▸ Instructions for the task
What the task needs is every record repeated exactly, nothing more.

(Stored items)
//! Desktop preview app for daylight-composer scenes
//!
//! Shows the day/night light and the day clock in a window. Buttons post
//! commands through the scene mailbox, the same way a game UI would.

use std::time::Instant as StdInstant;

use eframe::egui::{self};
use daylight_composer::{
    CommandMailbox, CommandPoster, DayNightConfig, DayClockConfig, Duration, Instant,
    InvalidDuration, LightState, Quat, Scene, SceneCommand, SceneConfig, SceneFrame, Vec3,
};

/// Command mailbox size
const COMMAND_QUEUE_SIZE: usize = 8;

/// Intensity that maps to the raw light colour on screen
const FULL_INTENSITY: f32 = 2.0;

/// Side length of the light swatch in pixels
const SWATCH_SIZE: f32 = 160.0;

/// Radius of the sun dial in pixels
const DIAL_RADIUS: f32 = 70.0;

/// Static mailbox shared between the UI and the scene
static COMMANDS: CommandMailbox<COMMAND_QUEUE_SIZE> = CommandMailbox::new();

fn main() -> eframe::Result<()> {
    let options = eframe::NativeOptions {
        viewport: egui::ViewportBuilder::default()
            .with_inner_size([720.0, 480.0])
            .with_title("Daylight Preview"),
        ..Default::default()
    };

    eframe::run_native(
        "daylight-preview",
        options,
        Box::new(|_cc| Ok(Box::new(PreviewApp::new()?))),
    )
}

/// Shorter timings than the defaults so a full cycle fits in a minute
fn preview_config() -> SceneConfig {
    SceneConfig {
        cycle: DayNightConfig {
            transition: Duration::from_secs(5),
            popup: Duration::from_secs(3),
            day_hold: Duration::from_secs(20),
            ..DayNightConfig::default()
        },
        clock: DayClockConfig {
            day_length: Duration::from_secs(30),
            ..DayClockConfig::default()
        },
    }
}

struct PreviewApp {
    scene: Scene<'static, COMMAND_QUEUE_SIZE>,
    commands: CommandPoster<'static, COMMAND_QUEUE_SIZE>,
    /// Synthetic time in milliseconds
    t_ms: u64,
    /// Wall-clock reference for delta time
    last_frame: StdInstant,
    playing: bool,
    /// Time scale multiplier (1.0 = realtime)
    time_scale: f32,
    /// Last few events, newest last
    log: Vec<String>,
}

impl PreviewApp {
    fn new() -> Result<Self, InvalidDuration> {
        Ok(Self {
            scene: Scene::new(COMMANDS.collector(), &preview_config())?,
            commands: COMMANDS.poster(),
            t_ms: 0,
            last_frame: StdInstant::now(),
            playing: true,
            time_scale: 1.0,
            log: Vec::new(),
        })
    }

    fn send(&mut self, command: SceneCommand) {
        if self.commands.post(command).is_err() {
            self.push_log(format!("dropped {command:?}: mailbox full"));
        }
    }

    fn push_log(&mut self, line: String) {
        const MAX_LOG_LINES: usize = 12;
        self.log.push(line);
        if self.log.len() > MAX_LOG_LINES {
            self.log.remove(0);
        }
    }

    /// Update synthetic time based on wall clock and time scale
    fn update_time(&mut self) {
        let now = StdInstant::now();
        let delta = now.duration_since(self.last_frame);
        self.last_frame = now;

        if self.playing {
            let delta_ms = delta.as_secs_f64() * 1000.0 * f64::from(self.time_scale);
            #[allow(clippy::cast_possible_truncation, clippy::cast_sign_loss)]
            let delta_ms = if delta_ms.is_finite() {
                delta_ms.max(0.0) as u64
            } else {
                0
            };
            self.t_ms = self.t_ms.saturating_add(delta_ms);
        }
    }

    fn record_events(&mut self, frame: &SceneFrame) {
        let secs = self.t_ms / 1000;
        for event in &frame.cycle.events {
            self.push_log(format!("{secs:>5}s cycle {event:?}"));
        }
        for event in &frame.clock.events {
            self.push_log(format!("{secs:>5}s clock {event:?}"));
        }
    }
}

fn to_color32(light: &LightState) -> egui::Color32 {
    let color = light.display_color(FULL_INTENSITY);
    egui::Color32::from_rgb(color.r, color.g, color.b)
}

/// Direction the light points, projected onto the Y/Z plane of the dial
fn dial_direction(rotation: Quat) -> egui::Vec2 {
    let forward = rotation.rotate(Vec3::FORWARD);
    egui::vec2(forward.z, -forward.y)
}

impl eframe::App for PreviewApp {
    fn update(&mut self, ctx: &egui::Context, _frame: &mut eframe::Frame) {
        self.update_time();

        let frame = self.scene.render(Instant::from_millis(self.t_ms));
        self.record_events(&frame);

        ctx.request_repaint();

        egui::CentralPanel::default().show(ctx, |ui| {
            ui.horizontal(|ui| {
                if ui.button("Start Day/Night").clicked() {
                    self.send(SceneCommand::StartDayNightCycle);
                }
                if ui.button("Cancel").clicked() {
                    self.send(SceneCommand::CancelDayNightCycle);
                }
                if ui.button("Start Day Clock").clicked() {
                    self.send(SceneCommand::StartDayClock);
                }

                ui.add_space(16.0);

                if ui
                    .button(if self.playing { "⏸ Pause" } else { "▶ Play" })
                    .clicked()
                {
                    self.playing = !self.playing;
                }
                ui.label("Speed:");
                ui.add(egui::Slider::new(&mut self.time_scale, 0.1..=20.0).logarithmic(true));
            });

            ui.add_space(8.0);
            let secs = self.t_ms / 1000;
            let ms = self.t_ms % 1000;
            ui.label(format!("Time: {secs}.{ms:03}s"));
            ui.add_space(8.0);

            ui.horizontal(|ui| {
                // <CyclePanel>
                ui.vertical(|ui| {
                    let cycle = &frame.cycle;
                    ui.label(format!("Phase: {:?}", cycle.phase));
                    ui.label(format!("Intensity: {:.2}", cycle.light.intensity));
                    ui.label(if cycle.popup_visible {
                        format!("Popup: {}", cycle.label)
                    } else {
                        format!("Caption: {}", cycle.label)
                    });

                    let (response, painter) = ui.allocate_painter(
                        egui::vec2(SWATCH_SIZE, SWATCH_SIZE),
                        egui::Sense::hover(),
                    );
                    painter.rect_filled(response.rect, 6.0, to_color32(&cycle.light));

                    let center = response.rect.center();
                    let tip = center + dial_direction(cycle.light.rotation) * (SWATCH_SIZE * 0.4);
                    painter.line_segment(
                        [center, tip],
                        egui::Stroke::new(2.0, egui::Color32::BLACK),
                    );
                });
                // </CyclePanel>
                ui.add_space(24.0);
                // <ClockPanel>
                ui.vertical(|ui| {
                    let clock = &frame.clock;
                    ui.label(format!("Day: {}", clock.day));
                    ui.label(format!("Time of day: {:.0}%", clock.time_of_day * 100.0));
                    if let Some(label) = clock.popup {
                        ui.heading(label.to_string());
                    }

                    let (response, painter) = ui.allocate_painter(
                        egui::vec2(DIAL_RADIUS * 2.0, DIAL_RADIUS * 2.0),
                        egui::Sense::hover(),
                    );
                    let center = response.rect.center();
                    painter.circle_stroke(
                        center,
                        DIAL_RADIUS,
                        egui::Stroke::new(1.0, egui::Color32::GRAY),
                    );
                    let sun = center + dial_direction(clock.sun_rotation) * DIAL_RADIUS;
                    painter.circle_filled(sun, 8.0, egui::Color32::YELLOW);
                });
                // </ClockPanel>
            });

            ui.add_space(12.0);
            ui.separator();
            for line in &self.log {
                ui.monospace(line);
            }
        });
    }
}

▸ Reply
//! Desktop preview app for daylight-composer scenes
//!
//! Shows the day/night light and the day clock in a window. Buttons post
//! commands through the scene mailbox, the same way a game UI would.

use std::time::Instant as StdInstant;

use eframe::egui::{self};
use daylight_composer::{
    CommandMailbox, CommandPoster, DayNightConfig, DayClockConfig, Duration, Instant,
    InvalidDuration, LightState, Quat, Scene, SceneCommand, SceneConfig, SceneFrame, Vec3,
};

/// Command mailbox size
const COMMAND_QUEUE_SIZE: usize = 8;

/// Intensity that maps to the raw light colour on screen
const FULL_INTENSITY: f32 = 2.0;

/// Side length of the light swatch in pixels
const SWATCH_SIZE: f32 = 160.0;

/// Radius of the sun dial in pixels
const DIAL_RADIUS: f32 = 70.0;

/// Static mailbox shared between the UI and the scene
static COMMANDS: CommandMailbox<COMMAND_QUEUE_SIZE> = CommandMailbox::new();

fn main() -> eframe::Result<()> {
    let options = eframe::NativeOptions {
        viewport: egui::ViewportBuilder::default()
            .with_inner_size([720.0, 480.0])
            .with_title("Daylight Preview"),
        ..Default::default()
    };

    eframe::run_native(
        "daylight-preview",
        options,
        Box::new(|_cc| Ok(Box::new(PreviewApp::new()?))),
    )
}

/// Shorter timings than the defaults so a full cycle fits in a minute
fn preview_config() -> SceneConfig {
    SceneConfig {
        cycle: DayNightConfig {
            transition: Duration::from_secs(5),
            popup: Duration::from_secs(3),
            day_hold: Duration::from_secs(20),
            ..DayNightConfig::default()
        },
        clock: DayClockConfig {
            day_length: Duration::from_secs(30),
            ..DayClockConfig::default()
        },
    }
}

struct PreviewApp {
    scene: Scene<'static, COMMAND_QUEUE_SIZE>,
    commands: CommandPoster<'static, COMMAND_QUEUE_SIZE>,
    /// Synthetic time in milliseconds
    t_ms: u64,
    /// Wall-clock reference for delta time
    last_frame: StdInstant,
    playing: bool,
    /// Time scale multiplier (1.0 = realtime)
    time_scale: f32,
    /// Last few events, newest last
    log: Vec<String>,
}

impl PreviewApp {
    fn new() -> Result<Self, InvalidDuration> {
        Ok(Self {
            scene: Scene::new(COMMANDS.collector(), &preview_config())?,
            commands: COMMANDS.poster(),
            t_ms: 0,
            last_frame: StdInstant::now(),
            playing: true,
            time_scale: 1.0,
            log: Vec::new(),
        })
    }

    fn send(&mut self, command: SceneCommand) {
        if self.commands.post(command).is_err() {
            self.push_log(format!("dropped {command:?}: mailbox full"));
        }
    }

    fn push_log(&mut self, line: String) {
        const MAX_LOG_LINES: usize = 12;
        self.log.push(line);
        if self.log.len() > MAX_LOG_LINES {
            self.log.remove(0);
        }
    }

    /// Update synthetic time based on wall clock and time scale
    fn update_time(&mut self) {
        let now = StdInstant::now();
        let delta = now.duration_since(self.last_frame);
        self.last_frame = now;

        if self.playing {
            let delta_ms = delta.as_secs_f64() * 1000.0 * f64::from(self.time_scale);
            #[allow(clippy::cast_possible_truncation, clippy::cast_sign_loss)]
            let delta_ms = if delta_ms.is_finite() {
                delta_ms.max(0.0) as u64
            } else {
                0
            };
            self.t_ms = self.t_ms.saturating_add(delta_ms);
        }
    }

    fn record_events(&mut self, frame: &SceneFrame) {
        let secs = self.t_ms / 1000;
        for event in &frame.cycle.events {
            self.push_log(format!("{secs:>5}s cycle {event:?}"));
        }
        for event in &frame.clock.events {
            self.push_log(format!("{secs:>5}s clock {event:?}"));
        }
    }
}

fn to_color32(light: &LightState) -> egui::Color32 {
    let color = light.display_color(FULL_INTENSITY);
    egui::Color32::from_rgb(color.r, color.g, color.b)
}

/// Direction the light points, projected onto the Y/Z plane of the dial
fn dial_direction(rotation: Quat) -> egui::Vec2 {
    let forward = rotation.rotate(Vec3::FORWARD);
    egui::vec2(forward.z, -forward.y)
}

impl eframe::App for PreviewApp {
    fn update(&mut self, ctx: &egui::Context, _frame: &mut eframe::Frame) {
        self.update_time();

        let frame = self.scene.render(Instant::from_millis(self.t_ms));
        self.record_events(&frame);

        ctx.request_repaint();

        egui::CentralPanel::default().show(ctx, |ui| {
            ui.horizontal(|ui| {
                if ui.button("Start Day/Night").clicked() {
                    self.send(SceneCommand::StartDayNightCycle);
                }
                if ui.button("Cancel").clicked() {
                    self.send(SceneCommand::CancelDayNightCycle);
                }
                if ui.button("Start Day Clock").clicked() {
                    self.send(SceneCommand::StartDayClock);
                }

                ui.add_space(16.0);

                if ui
                    .button(if self.playing { "⏸ Pause" } else { "▶ Play" })
                    .clicked()
                {
                    self.playing = !self.playing;
                }
                ui.label("Speed:");
                ui.add(egui::Slider::new(&mut self.time_scale, 0.1..=20.0).logarithmic(true));
            });

            ui.add_space(8.0);
            let secs = self.t_ms / 1000;
            let ms = self.t_ms % 1000;
            ui.label(format!("Time: {secs}.{ms:03}s"));
            ui.add_space(8.0);

            ui.horizontal(|ui| {
                // <CyclePanel>
                ui.vertical(|ui| {
                    let cycle = &frame.cycle;
                    ui.label(format!("Phase: {:?}", cycle.phase));
                    ui.label(format!("Intensity: {:.2}", cycle.light.intensity));
                    ui.label(if cycle.popup_visible {
                        format!("Popup: {}", cycle.label)
                    } else {
                        format!("Caption: {}", cycle.label)
                    });

                    let (response, painter) = ui.allocate_painter(
                        egui::vec2(SWATCH_SIZE, SWATCH_SIZE),
                        egui::Sense::hover(),
                    );
                    painter.rect_filled(response.rect, 6.0, to_color32(&cycle.light));

                    let center = response.rect.center();
                    let tip = center + dial_direction(cycle.light.rotation) * (SWATCH_SIZE * 0.4);
                    painter.line_segment(
                        [center, tip],
                        egui::Stroke::new(2.0, egui::Color32::BLACK),
                    );
                });
                // </CyclePanel>
                ui.add_space(24.0);
                // <ClockPanel>
                ui.vertical(|ui| {
                    let clock = &frame.clock;
                    ui.label(format!("Day: {}", clock.day));
                    ui.label(format!("Time of day: {:.0}%", clock.time_of_day * 100.0));
                    if let Some(label) = clock.popup {
                        ui.heading(label.to_string());
                    }

                    let (response, painter) = ui.allocate_painter(
                        egui::vec2(DIAL_RADIUS * 2.0, DIAL_RADIUS * 2.0),
                        egui::Sense::hover(),
                    );
                    let center = response.rect.center();
                    painter.circle_stroke(
                        center,
                        DIAL_RADIUS,
                        egui::Stroke::new(1.0, egui::Color32::GRAY),
                    );
                    let sun = center + dial_direction(clock.sun_rotation) * DIAL_RADIUS;
                    painter.circle_filled(sun, 8.0, egui::Color32::YELLOW);
                });
                // </ClockPanel>
            });

            ui.add_space(12.0);
            ui.separator();
            for line in &self.log {
                ui.monospace(line);
            }
        });
    }
}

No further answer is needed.